COP26 updates: Summit focuses on accelerating transition to clean energy

SHARE NOW

(GLASGOW, Scotland) — Leaders from nearly every country in the world have converged upon Glasgow, Scotland, for COP26, the United Nations Climate Change Conference that experts are touting as the most important environmental summit in history.

The conference, delayed by a year due to the COVID-19 pandemic, was designed as the check-in for the progress countries are making after entering the Paris Agreement, which aims to limit global warming to well below 2 degrees Celsius, a value that would be disastrous to exceed, according to climate scientists. More ambitious efforts aim to limit warming to 1.5 degrees Celsius.

Not one country is going into COP26 on track to meeting the goals of the Paris Agreement, according to experts. They will need to work together to find collective solutions that will drastically cut down on greenhouse gas emissions.

“We need to move from commitments into action,” Jim Harmon, chairman of the World Resources Institute, told ABC News. “The path to a better future is still possible, but time is running out.”

All eyes will be on the biggest emitters: China, the U.S. and India. While China is responsible for about 26% of the world’s greenhouse gas emissions, more than all other developed countries combined, the cumulative emissions from the U.S. over the past century are likely twice that of China’s, David Sandalow, a senior research scholar at Columbia University’s Center on Global Energy Policy, told ABC News.

Here’s how the conference is developing. All times Eastern:

Nov 04, 8:10 am
US needs to ‘get in the game’ on clean energy transitions, energy secretary say

The U.S. needs to lead by example in the clean energy transition and leaders should jump at the chance to scale up new technology to stay competitive on the global stage, Energy Secretary Jennifer Granholm told ABC News.

As the “richest country in the world” and one of the biggest polluters, it will be incumbent upon Americans to “do our part,” Granholm told ABC News’ Maggie Rulli on Thursday.

“If you’re a businessperson, you want to be able to get in the game,” Granholm said. “And in the United States, we don’t want our economic competitors getting those jobs, getting those businesses.
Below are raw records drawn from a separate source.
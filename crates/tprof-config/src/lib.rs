//! Runtime configuration shared by the tprof instrumentation tools.
//!
//! [`Config`] is layered by `ortho_config`: command-line flags override
//! `TPROF_`-prefixed environment variables, which override the built-in
//! defaults.
//!
//! | Setting    | Flag           | Environment        | Default               |
//! |------------|----------------|--------------------|-----------------------|
//! | log filter | `--log-filter` | `TPROF_LOG_FILTER` | `warn`                |
//! | log format | `--log-format` | `TPROF_LOG_FORMAT` | `compact`             |
//! | workspace  | `--workspace`  | `TPROF_WORKSPACE`  | the working directory |
//!
//! The workspace fallback is applied after loading by [`Config::workspace`].

use std::ffi::OsString;
use std::io;
use std::path::PathBuf;

use camino::Utf8PathBuf;
use clap::Args;
use ortho_config::OrthoConfig;
use serde::{Deserialize, Serialize};

mod defaults;
mod error;
mod logging;
mod workspace;

pub use defaults::{
    DEFAULT_LOG_FILTER, LOG_FILTER_ENV, LOG_FORMAT_ENV, WORKSPACE_ENV, default_log_filter,
    default_log_format,
};
pub use error::ConfigError;
pub use logging::{LogFormat, LogFormatParseError};
pub use workspace::{Workspace, WorkspaceSource};

/// Runtime configuration for both tools.
#[derive(Debug, Clone, PartialEq, Eq, Deserialize, Serialize, OrthoConfig)]
#[ortho_config(prefix = "TPROF")]
pub struct Config {
    /// Tracing filter directive.
    #[ortho_config(default = default_log_filter().to_owned())]
    pub log_filter: String,
    /// Log output format.
    #[ortho_config(default = default_log_format())]
    pub log_format: LogFormat,
    /// Directory receiving per-function fact records.
    pub workspace: Option<Utf8PathBuf>,
}

impl Default for Config {
    fn default() -> Self {
        Self {
            log_filter: default_log_filter().to_owned(),
            log_format: default_log_format(),
            workspace: None,
        }
    }
}

impl Config {
    /// Tracing filter directive.
    #[must_use]
    pub fn log_filter(&self) -> &str {
        &self.log_filter
    }

    /// Log output format.
    #[must_use]
    pub const fn log_format(&self) -> LogFormat {
        self.log_format
    }

    /// Resolves the record workspace, falling back to the process's working
    /// directory.
    ///
    /// # Errors
    ///
    /// See [`Config::resolve_workspace`].
    pub fn workspace(&self) -> Result<Workspace, ConfigError> {
        self.resolve_workspace(std::env::current_dir)
    }

    /// Resolves the record workspace with `current_dir` as the fallback for
    /// an unset or empty setting.
    ///
    /// # Errors
    ///
    /// Returns a [`ConfigError`] when the fallback directory cannot be
    /// determined or is not valid UTF-8.
    pub fn resolve_workspace<C>(&self, current_dir: C) -> Result<Workspace, ConfigError>
    where
        C: FnOnce() -> io::Result<PathBuf>,
    {
        Workspace::resolve(self.workspace.clone(), current_dir)
    }
}

/// Configuration flags accepted by the tools' command line.
///
/// Values are forwarded verbatim to the `ortho_config` loader, which owns
/// their validation and precedence.
#[derive(Debug, Clone, Default, PartialEq, Eq, Args)]
pub struct ConfigOverrides {
    /// Tracing filter directive, for example `info` or `tprof_analysis=debug`.
    #[arg(long, value_name = "FILTER")]
    pub log_filter: Option<String>,
    /// Log output format: `compact` or `json`.
    #[arg(long, value_name = "FORMAT")]
    pub log_format: Option<String>,
    /// Directory receiving per-function fact records.
    #[arg(long, value_name = "DIR")]
    pub workspace: Option<Utf8PathBuf>,
}

impl ConfigOverrides {
    /// Renders the overrides as the argument vector [`Config::load_from_iter`]
    /// expects, with `program` in the first position.
    #[must_use]
    pub fn to_arguments(&self, program: &str) -> Vec<OsString> {
        let mut arguments = vec![OsString::from(program)];
        if let Some(filter) = &self.log_filter {
            arguments.extend([OsString::from("--log-filter"), OsString::from(filter)]);
        }
        if let Some(format) = &self.log_format {
            arguments.extend([OsString::from("--log-format"), OsString::from(format)]);
        }
        if let Some(workspace) = &self.workspace {
            arguments.extend([
                OsString::from("--workspace"),
                OsString::from(workspace.as_str()),
            ]);
        }
        arguments
    }
}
We want to be able to create it in the United States for our people to work.”

Granholm, the former governor of Michigan, said governors from states that have relied heavily on one fossil fuel industry, such as coal or oil and gas, should prioritize creating clean energy jobs for workers, adding that there are opportunities in clean energy, such as geothermal power, that use the same set of skills.
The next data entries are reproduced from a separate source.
//! Statement tree handed from the front end to the analysis core.
//!
//! Every node carries a closed [`StmtKind`] tag, a [`SourceSpan`] and an
//! ordered list of child slots. A slot may be empty, mirroring optional
//! grammar positions such as the missing initialiser of `for (; i < n; )`.
//! Role-bearing children (loop bodies, branches) are addressed by slot index
//! through the kind, so the core never inspects grammar-specific node names.

use crate::source::SourceSpan;

/// Resolution of a call's target.
#[derive(Debug, Clone, PartialEq, Eq)]
pub enum Callee {
    /// The call statically names a function.
    Direct {
        /// Unqualified name of the called function.
        name: String,
    },
    /// The target is computed at run time (function pointer, subscript,
    /// call result).
    Indirect,
}

/// Structural kind of a statement or expression node.
#[derive(Debug, Clone, PartialEq, Eq)]
pub enum StmtKind {
    /// A brace-delimited block.
    Compound,
    /// A `for (init; cond; step)` loop.
    For {
        /// Slot index of the loop body.
        body: usize,
    },
    /// A range-based `for (decl : range)` loop.
    RangeFor {
        /// Slot index of the loop body.
        body: usize,
    },
    /// A `while (cond)` loop.
    While {
        /// Slot index of the loop body.
        body: usize,
    },
    /// A `do … while (cond);` loop.
    Do {
        /// Slot index of the loop body.
        body: usize,
    },
    /// An `if` statement.
    If {
        /// Slot index of the then-branch.
        then_branch: usize,
        /// Slot index of the else-branch, when present.
        else_branch: Option<usize>,
    },
    /// A call expression.
    Call {
        /// Resolution of the call target.
        callee: Callee,
    },
    /// Any other node, tagged with its grammar name.
    Other {
        /// Grammar name of the node (for example `expression_statement`).
        tag: &'static str,
    },
}

/// A node of the statement tree.
#[derive(Debug, Clone, PartialEq, Eq)]
pub struct Stmt {
    kind: StmtKind,
    span: SourceSpan,
    children: Vec<Option<Stmt>>,
}

impl Stmt {
    /// Creates a node with no children.
    #[must_use]
    pub const fn leaf(kind: StmtKind, span: SourceSpan) -> Self {
        Self {
            kind,
            span,
            children: Vec::new(),
        }
    }

    /// Creates a node with the given child slots.
    #[must_use]
    pub const fn new(kind: StmtKind, span: SourceSpan, children: Vec<Option<Self>>) -> Self {
        Self {
            kind,
            span,
            children,
        }
    }

    /// Returns the node's kind.
    #[must_use]
    pub const fn kind(&self) -> &StmtKind {
        &self.kind
    }

    /// Returns the node's span.
    #[must_use]
    pub const fn span(&self) -> SourceSpan {
        self.span
    }

    /// Returns the child slots in source order.
    #[must_use]
    pub fn children(&self) -> &[Option<Self>] {
        &self.children
    }

    /// Returns the child in slot `index`, if the slot exists and is filled.
    #[must_use]
    pub fn child(&self, index: usize) -> Option<&Self> {
        self.children.get(index).and_then(Option::as_ref)
    }

    /// Returns whether the node is a brace-delimited block.
    #[must_use]
    pub const fn is_compound(&self) -> bool {
        matches!(self.kind, StmtKind::Compound)
    }
}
“If you’re a governor, you don’t want people moving to a new state,” she said. “They want to be able to create those opportunities inside of your state, and every single state in the United States has something to offer as a competitive advantage in clean energy.”

Nov 04, 7:34 am
Dozens of countries promise to phase out coal

A coalition of 190 countries and organizations have agreed to commit to the end of coal power at COP26, a potentially major step toward limiting global temperature increases.

Major coal-using countries such as Poland and Vietnam have committed to phasing out the world’s dirtiest fossil fuel for the first time, the U.K. government announced Wednesday night.

The coalition has committed to ending all investment in new coal power generation both domestically and internationally, rapidly scale up deployment of clean power generation, phase out coal power for major economies in the 2030s and the rest of the world by the 2040s and make a transition away from coal power in a way that benefits workers and communities.

China, Japan and Korea, the three largest public financiers of goal, have already committed to ending overseas finance for goal generation by the end of 2021.

Nov 03, 8:04 pm
Global carbon emissions set to rise after 2020’s COVID-induced reduction

Carbon emissions are on track to return to pre-COVID levels after dropping by 5.4% in 2020, according to the 16th annual Global Carbon Budget prepared by the Global Carbon Project.

Researchers from University of Exeter, University of East Anglia, CICERO and Stanford University found that coal and gas emissions are set to grow more in 2021 than they fell in 2020.

While all major emitters – U.S., China, India and the EU27 – are seeing a rise in emissions by a minimum of 4% in 2021, India and China are set to beat their respective 2019 emission levels.

“Investments in the green economy in post-COVID recovery plans of some countries have been insufficient so far, on their own, to avoid a substantial return close to pre-COVID emissions,” study leader Pierre Friedlingstein, who holds a chair in Mathematical Modelling of the Climate System at the University of Exeter, said.

Looking ahead, Friedlingstein said, “To achieve net-zero by 2050, we must cut emissions every year by an amount comparable to that seen during COVID.”